Teaching Fellows was introduced to me during high school, as well, and I applied for the highly competitive scholarship, not expecting to get it. Not only did I receive the award, which (at the time) provided $26,000 over four years to 400 recipients in North Carolina per year, but I got it for one of the most competitive schools, UNC Chapel Hill. Thus, when I graduated high school in 2001, I was kind of an elite member of the education community. I’m not saying this to make myself sound awesome - I’m often still surprised when I think about it. Mostly, I’m just giving some background.
In college, as part of the UNC Teaching Fellows program, I was in the classroom for an hour every week my freshman year, and about 3 hours a week sophomore year. Junior year, I entered the UNC School of Education, and began my professional coursework. Unfortunately, the strain of school and a job I’d taken on my sophomore year, in addition to my inner struggle with depression, anxiety disorder, and ADHD, caused me to falter toward the end of my junior year, and I dropped the semester and took two years off of school.

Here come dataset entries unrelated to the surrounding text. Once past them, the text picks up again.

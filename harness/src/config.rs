// SPDX-License-Identifier: GPL-3.0-or-later

//! This module defines the configuration of the harness.
//!
//! The configuration is either loaded from a file or used with default
//! values, which are defined in the code. Command line arguments can override
//! the platform and the timeout. The result is frozen into a `RunConfig` which
//! is passed down to every test module, scenario and command execution.
//!
//! The configuration file syntax is based on the YAML format.
//! The default configuration file name is `harness.yml`.
//!
//! The configuration file location is searched in the following order:
//! 1. The current working directory
//! 2. The local configuration directory of the user
//! 3. The configuration directory of the user
//! 4. The local configuration directory of the application
//! 5. The configuration directory of the application
//!
//! ```yaml
//! schema: 1.0
//!
//! platform: cygwin
//!
//! exit_status:
//!   cygwin: direct
//!
//! timeout_secs: 120
//!
//! binding_library: build/_nativelauncher.so
//!
//! module_suffix: Test
//!
//! guard:
//!   include: "#include <Python.h>"
//!   macro_name: _DEBUG
//! ```

// Re-Export the types and the loader module content.
pub use loader::{ConfigError, Loader};
pub use run::RunConfig;
pub use types::*;
pub use validation::{ValidationError, Validator};

mod types {
    use crate::platform::{ExitStatusRule, Platform};
    use serde::Deserialize;
    use std::collections::BTreeMap;
    use std::fmt;
    use std::path::PathBuf;

    pub const SUPPORTED_SCHEMA_VERSION: &str = "1.0";
    pub const DEFAULT_MODULE_SUFFIX: &str = "Test";
    pub const DEFAULT_GUARDED_INCLUDE: &str = "#include <Python.h>";
    pub const DEFAULT_GUARDED_MACRO: &str = "_DEBUG";

    /// Represents the application configuration.
    #[derive(Debug, PartialEq, Deserialize)]
    pub struct Main {
        #[serde(deserialize_with = "validate_schema_version")]
        pub schema: String,
        #[serde(default)]
        pub platform: Option<Platform>,
        #[serde(default)]
        pub exit_status: BTreeMap<Platform, ExitStatusRule>,
        #[serde(default)]
        pub timeout_secs: Option<u64>,
        #[serde(default)]
        pub binding_library: Option<PathBuf>,
        #[serde(default = "default_module_suffix")]
        pub module_suffix: String,
        #[serde(default)]
        pub guard: Guard,
    }

    impl Default for Main {
        fn default() -> Self {
            Self {
                schema: String::from(SUPPORTED_SCHEMA_VERSION),
                platform: None,
                exit_status: BTreeMap::new(),
                timeout_secs: None,
                binding_library: None,
                module_suffix: default_module_suffix(),
                guard: Guard::default(),
            }
        }
    }

    impl Main {
        /// The exit status rule of the platform, with the configured override applied.
        pub fn exit_status_rule(&self, platform: Platform) -> ExitStatusRule {
            self.exit_status
                .get(&platform)
                .copied()
                .unwrap_or_else(|| platform.default_exit_status_rule())
        }
    }

    impl fmt::Display for Main {
        fn fmt(&self, f: &mut fmt::Formatter<'_>) -> fmt::Result {
            writeln!(f, "Configuration:")?;
            writeln!(f, "schema: {}", self.schema)?;
            match self.platform {
                Some(platform) => writeln!(f, "platform: {platform}")?,
                None => writeln!(f, "platform: (detected)")?,
            }
            for (platform, rule) in &self.exit_status {
                writeln!(f, "exit_status.{platform}: {rule}")?;
            }
            if let Some(timeout) = self.timeout_secs {
                writeln!(f, "timeout_secs: {timeout}")?;
            }
            if let Some(library) = &self.binding_library {
                writeln!(f, "binding_library: {}", library.display())?;
            }
            writeln!(f, "module_suffix: {}", self.module_suffix)?;
            writeln!(f, "guard.include: {}", self.guard.include)?;
            writeln!(f, "guard.macro_name: {}", self.guard.macro_name)
        }
    }

    /// The include line to protect and the macro to hide from it.
    #[derive(Clone, Debug, PartialEq, Deserialize)]
    pub struct Guard {
        #[serde(default = "default_guarded_include")]
        pub include: String,
        #[serde(default = "default_guarded_macro")]
        pub macro_name: String,
    }

    impl Default for Guard {
        fn default() -> Self {
            Self { include: default_guarded_include(), macro_name: default_guarded_macro() }
        }
    }

    fn default_module_suffix() -> String {
        String::from(DEFAULT_MODULE_SUFFIX)
    }

    fn default_guarded_include() -> String {
        String::from(DEFAULT_GUARDED_INCLUDE)
    }

    fn default_guarded_macro() -> String {
        String::from(DEFAULT_GUARDED_MACRO)
    }

    /// Accepts the schema as a string or as a number, `schema: 1.0` is a float in YAML.
    fn validate_schema_version<'de, D>(deserializer: D) -> Result<String, D::Error>
    where
        D: serde::Deserializer<'de>,
    {
        struct SchemaVisitor;

        impl serde::de::Visitor<'_> for SchemaVisitor {
            type Value = String;

            fn expecting(&self, f: &mut fmt::Formatter) -> fmt::Result {
                f.write_str("a schema version")
            }

            fn visit_str<E: serde::de::Error>(self, value: &str) -> Result<String, E> {
                Ok(value.to_string())
            }

            fn visit_f64<E: serde::de::Error>(self, value: f64) -> Result<String, E> {
                Ok(format!("{value:.1}"))
            }

            fn visit_u64<E: serde::de::Error>(self, value: u64) -> Result<String, E> {
                Ok(format!("{value}.0"))
            }

            fn visit_i64<E: serde::de::Error>(self, value: i64) -> Result<String, E> {
                Ok(format!("{value}.0"))
            }
        }

        let schema = deserializer.deserialize_any(SchemaVisitor)?;
        if schema != SUPPORTED_SCHEMA_VERSION {
            use serde::de::Error;
            Err(Error::custom(format!(
                "Unsupported schema version: {schema}. Expected: {SUPPORTED_SCHEMA_VERSION}"
            )))
        } else {
            Ok(schema)
        }
    }
}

That two years, in many ways, would prove to be the least productive, and most boring and horrible years of my short life, to date. I did not work with children. At all. I worked two retail jobs at the mall, which sometimes meant back-to-back 12 hour days (with random 15-30 minute breaks) during Christmas. I was yelled at, broke, tired, and made to feel inferior for not being a sleazy salesperson. To put it simply, it sucked. A lot. Even when I got a better job, it still wasn’t what I wanted to do.
So I came back to school last fall, and am currently finishing up the previously dropped semester of my junior year. I’m happy to report that I’ve got, at the lowest, a B average this semester. And, while it was certainly strange to come back into the classroom (to the classes I was taking and the classes I was teaching), it felt like home. I felt like I knew what I was doing, that was where I was supposed to be. All the worries that I might not be able to do it, that I might fail, again, or not cut it in the classroom have melted away.
I find myself thinking like a teacher much more than I ever have - I dream about it, I jump out of bed in the middle of the night to jot down ideas that keep me awake, I think about teaching with (nearly) everything I do - I even blog about it.
I’m excited about teaching, again. Student teaching starts next year - I’ll have the same class all year, one full day a week in the fall and every day in the spring. I find myself anxious to find out in which grade and school I’ll be, so I can start thinking about what I’ll be teaching.
I find myself assuming the position.
And I like it.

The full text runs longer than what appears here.